In their LGBT Action Plan, the Government Equalities Office committed to working with ONS and the GSS to develop monitoring standards for sexual orientation and gender identity for use across central government.
|Publish an initial harmonised question for gender identity, and guidance for its use, by March 2020.
This will be followed by further work to monitor implementation and suitability, and to develop guidance and harmonised questions appropriate to the range of circumstances and modes required by government departments for surveys and monitoring.
|Cultural identity||Working with UK Censuses and Cabinet Office Race Disparity Unit to ensure newly developed questions on ethnicity are adopted across government, including in key administrative data sources.
Ensure that recommendations for measuring cultural background reflect changes in the characteristics and perceptions of the UK’s population.
|The Women and Equalities Select Committee recommended that ethnicity data are collected consistently across government, as well as this being a key area of public interest.
New research for the 2021 Censuses will inform how data on ethnicity, national identity, and religion are collected.
|Develop improved guidance to accompany the harmonised questions for ethnic group, national identify, and religion and encourage use across the GSS by September 2019.

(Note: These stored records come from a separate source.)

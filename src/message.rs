//! The wire-independent message model.
//!
//! A [`Message`] is one framed unit on the bus connection: a method call,
//! a method return, an error reply or a signal broadcast, together with
//! its serial, its routing headers and its typed body.

use std::fmt;

use crate::error::*;
use crate::value::Value;

/// The bus daemon itself, as a peer.
pub(crate) const BUS_NAME: &str = "org.freedesktop.DBus";
pub(crate) const BUS_PATH: &str = "/org/freedesktop/DBus";
pub(crate) const BUS_IFACE: &str = "org.freedesktop.DBus";

pub const ERR_UNKNOWN_OBJECT: &str = "org.freedesktop.DBus.Error.UnknownObject";
pub const ERR_UNKNOWN_METHOD: &str = "org.freedesktop.DBus.Error.UnknownMethod";
pub const ERR_UNKNOWN_INTERFACE: &str = "org.freedesktop.DBus.Error.UnknownInterface";
pub const ERR_UNKNOWN_PROPERTY: &str = "org.freedesktop.DBus.Error.UnknownProperty";
pub const ERR_INVALID_ARGS: &str = "org.freedesktop.DBus.Error.InvalidArgs";
pub const ERR_FAILED: &str = "org.freedesktop.DBus.Error.Failed";

#[derive(Clone, Copy, Debug, PartialEq, Eq)]
pub enum MessageKind {
    MethodCall,
    MethodReturn,
    Error,
    Signal,
}

impl MessageKind {
    pub(crate) fn from_raw(raw: u8) -> Option<Self> {
        match raw {
            1 => Some(Self::MethodCall),
            2 => Some(Self::MethodReturn),
            3 => Some(Self::Error),
            4 => Some(Self::Signal),
            _ => None,
        }
    }

    pub(crate) fn raw(self) -> u8 {
        match self {
            Self::MethodCall => 1,
            Self::MethodReturn => 2,
            Self::Error => 3,
            Self::Signal => 4,
        }
    }
}

/// One framed message, as handed to and produced by the wire codec.
#[derive(Clone, Debug, PartialEq)]
pub struct Message {
    pub kind: MessageKind,
    pub serial: u32,
    pub no_reply: bool,
    pub reply_serial: Option<u32>,
    pub destination: Option<String>,
    pub sender: Option<String>,
    pub path: Option<String>,
    pub interface: Option<String>,
    pub member: Option<String>,
    pub error_name: Option<String>,
    pub body: Vec<Value>,
}

impl Message {
    pub(crate) fn new(kind: MessageKind) -> Self {
        Message {
            kind,
            serial: 0,
            no_reply: false,
            reply_serial: None,
            destination: None,
            sender: None,
            path: None,
            interface: None,
            member: None,
            error_name: None,
            body: Vec::new(),
        }
    }

    pub fn method_call(
        destination: Option<&str>,
        path: &str,
        interface: Option<&str>,
        member: &str,
        body: Vec<Value>,
    ) -> Self {
        let mut msg = Message::new(MessageKind::MethodCall);
        msg.destination = destination.map(str::to_owned);
        msg.path = Some(path.to_owned());
        msg.interface = interface.map(str::to_owned);
        msg.member = Some(member.to_owned());
        msg.body = body;
        msg
    }

    pub fn signal(
        destination: Option<&str>,
        path: &str,
        interface: &str,
        member: &str,
        body: Vec<Value>,
    ) -> Self {
        let mut msg = Message::new(MessageKind::Signal);
        msg.destination = destination.map(str::to_owned);
        msg.path = Some(path.to_owned());
        msg.interface = Some(interface.to_owned());
        msg.member = Some(member.to_owned());
        msg.body = body;
        msg
    }

    pub fn method_return(reply_serial: u32, destination: Option<&str>, body: Vec<Value>) -> Self {
        let mut msg = Message::new(MessageKind::MethodReturn);
        msg.reply_serial = Some(reply_serial);
        msg.destination = destination.map(str::to_owned);
        msg.body = body;
        msg
    }

    pub fn error(
        name: &str,
        reply_serial: u32,
        destination: Option<&str>,
        body: Vec<Value>,
    ) -> Self {
        let mut msg = Message::new(MessageKind::Error);
        msg.error_name = Some(name.to_owned());
        msg.reply_serial = Some(reply_serial);
        msg.destination = destination.map(str::to_owned);
        msg.body = body;
        msg
    }

    fn bus_call(member: &str, body: Vec<Value>) -> Self {
        Message::method_call(Some(BUS_NAME), BUS_PATH, Some(BUS_IFACE), member, body)
    }

    pub(crate) fn hello() -> Self {
        Message::bus_call("Hello", Vec::new())
    }

    pub(crate) fn add_match(rule: &str) -> Self {
        Message::bus_call("AddMatch", vec![rule.into()])
    }

    pub(crate) fn remove_match(rule: &str) -> Self {
        Message::bus_call("RemoveMatch", vec![rule.into()])
    }

    pub(crate) fn request_name(name: &str, flags: u32) -> Self {
        Message::bus_call("RequestName", vec![name.into(), Value::Uint32(flags)])
    }

    pub(crate) fn release_name(name: &str) -> Self {
        Message::bus_call("ReleaseName", vec![name.into()])
    }

    pub(crate) fn get_name_owner(name: &str) -> Self {
        Message::bus_call("GetNameOwner", vec![name.into()])
    }
}

/// The successful result of a method call: the returned values.
#[derive(Clone, Debug, PartialEq)]
pub struct MethodReturn {
    pub values: Vec<Value>,
}

impl MethodReturn {
    fn arg(&self, idx: usize) -> Result<&Value> {
        self.values
            .get(idx)
            .ok_or_else(|| context!(ErrorKind::Protocol(format!("reply argument #{} missing", idx))))
    }

    /// The `idx`-th return value as a string, or a protocol error.
    pub fn string(&self, idx: usize) -> Result<&str> {
        self.arg(idx)?
            .as_str()
            .ok_or_else(|| context!(ErrorKind::Protocol(format!("reply argument #{} is not a string", idx))))
    }

    pub fn u32(&self, idx: usize) -> Result<u32> {
        self.arg(idx)?
            .as_u32()
            .ok_or_else(|| context!(ErrorKind::Protocol(format!("reply argument #{} is not a u32", idx))))
    }

    pub fn bool(&self, idx: usize) -> Result<bool> {
        self.arg(idx)?
            .as_bool()
            .ok_or_else(|| context!(ErrorKind::Protocol(format!("reply argument #{} is not a bool", idx))))
    }

    pub fn string_list(&self, idx: usize) -> Result<Vec<String>> {
        self.arg(idx)?.as_string_list().ok_or_else(|| {
            context!(ErrorKind::Protocol(format!("reply argument #{} is not a string array", idx)))
        })
    }
}

/// A structured error reply from a remote peer: the error name plus any
/// values it carried (conventionally a human-readable message first).
#[derive(Clone, Debug, PartialEq)]
pub struct MethodError {
    pub name: String,
    pub values: Vec<Value>,
}

impl MethodError {
    pub fn new<S1: Into<String>, S2: Into<String>>(name: S1, message: S2) -> Self {
        MethodError {
            name: name.into(),
            values: vec![Value::String(message.into())],
        }
    }

    pub fn unknown_object(path: &str) -> Self {
        MethodError::new(ERR_UNKNOWN_OBJECT, format!("no object at path '{}'", path))
    }

    pub fn unknown_method(member: &str) -> Self {
        MethodError::new(ERR_UNKNOWN_METHOD, format!("unknown method '{}'", member))
    }

    pub fn unknown_interface(interface: &str) -> Self {
        MethodError::new(
            ERR_UNKNOWN_INTERFACE,
            format!("unknown interface '{}'", interface),
        )
    }

    pub fn unknown_property(name: &str) -> Self {
        MethodError::new(ERR_UNKNOWN_PROPERTY, format!("unknown property '{}'", name))
    }

    pub fn invalid_args(what: &str) -> Self {
        MethodError::new(ERR_INVALID_ARGS, what)
    }

    pub fn failed<S: Into<String>>(message: S) -> Self {
        MethodError::new(ERR_FAILED, message)
    }

    /// The conventional first string argument, if present.
    pub fn message(&self) -> Option<&str> {
        self.values.first().and_then(Value::as_str)
    }
}

impl fmt::Display for MethodError {
    fn fmt(&self, f: &mut fmt::Formatter) -> fmt::Result {
        match self.message() {
            Some(msg) => write!(f, "{}: {}", self.name, msg),
            None => f.write_str(&self.name),
        }
    }
}

pub type MethodResult<T> = std::result::Result<T, MethodError>;

/// An inbound method call as handed to a hosted object.
#[derive(Clone, Debug)]
pub struct Call {
    pub sender: Option<String>,
    pub path: String,
    pub interface: Option<String>,
    pub member: String,
    pub values: Vec<Value>,
}

/// An inbound signal broadcast as delivered to subscribers.
#[derive(Clone, Debug)]
pub struct Signal {
    /// Unique name of the emitting connection. Always present on messages
    /// routed through a bus daemon.
    pub sender: Option<String>,
    pub path: String,
    pub interface: String,
    pub member: String,
    pub values: Vec<Value>,
}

Once the content of the Censuses have been finalised, the GSS Harmonisation Team will consult with key stakeholders across the GSS to understand the impact of updating the harmonised questions and guidance.
|Internet access||New questions on internet access have been developed and will be tested to ensure they are fit for purpose.||Changing public use of the internet leads to new demands for how this is measured.||Test and publish harmonised standards by October 2019.|
|Demographics including qualifications||Update harmonised questions in light of recent research and consultation with key stakeholders from across government including the devolved administrations.||These data are collected by surveys and services across government so it is vital that it is done consistently and in line with best practice.||Review and publish new questions by March 2020.|
This guidance is reviewed every two years.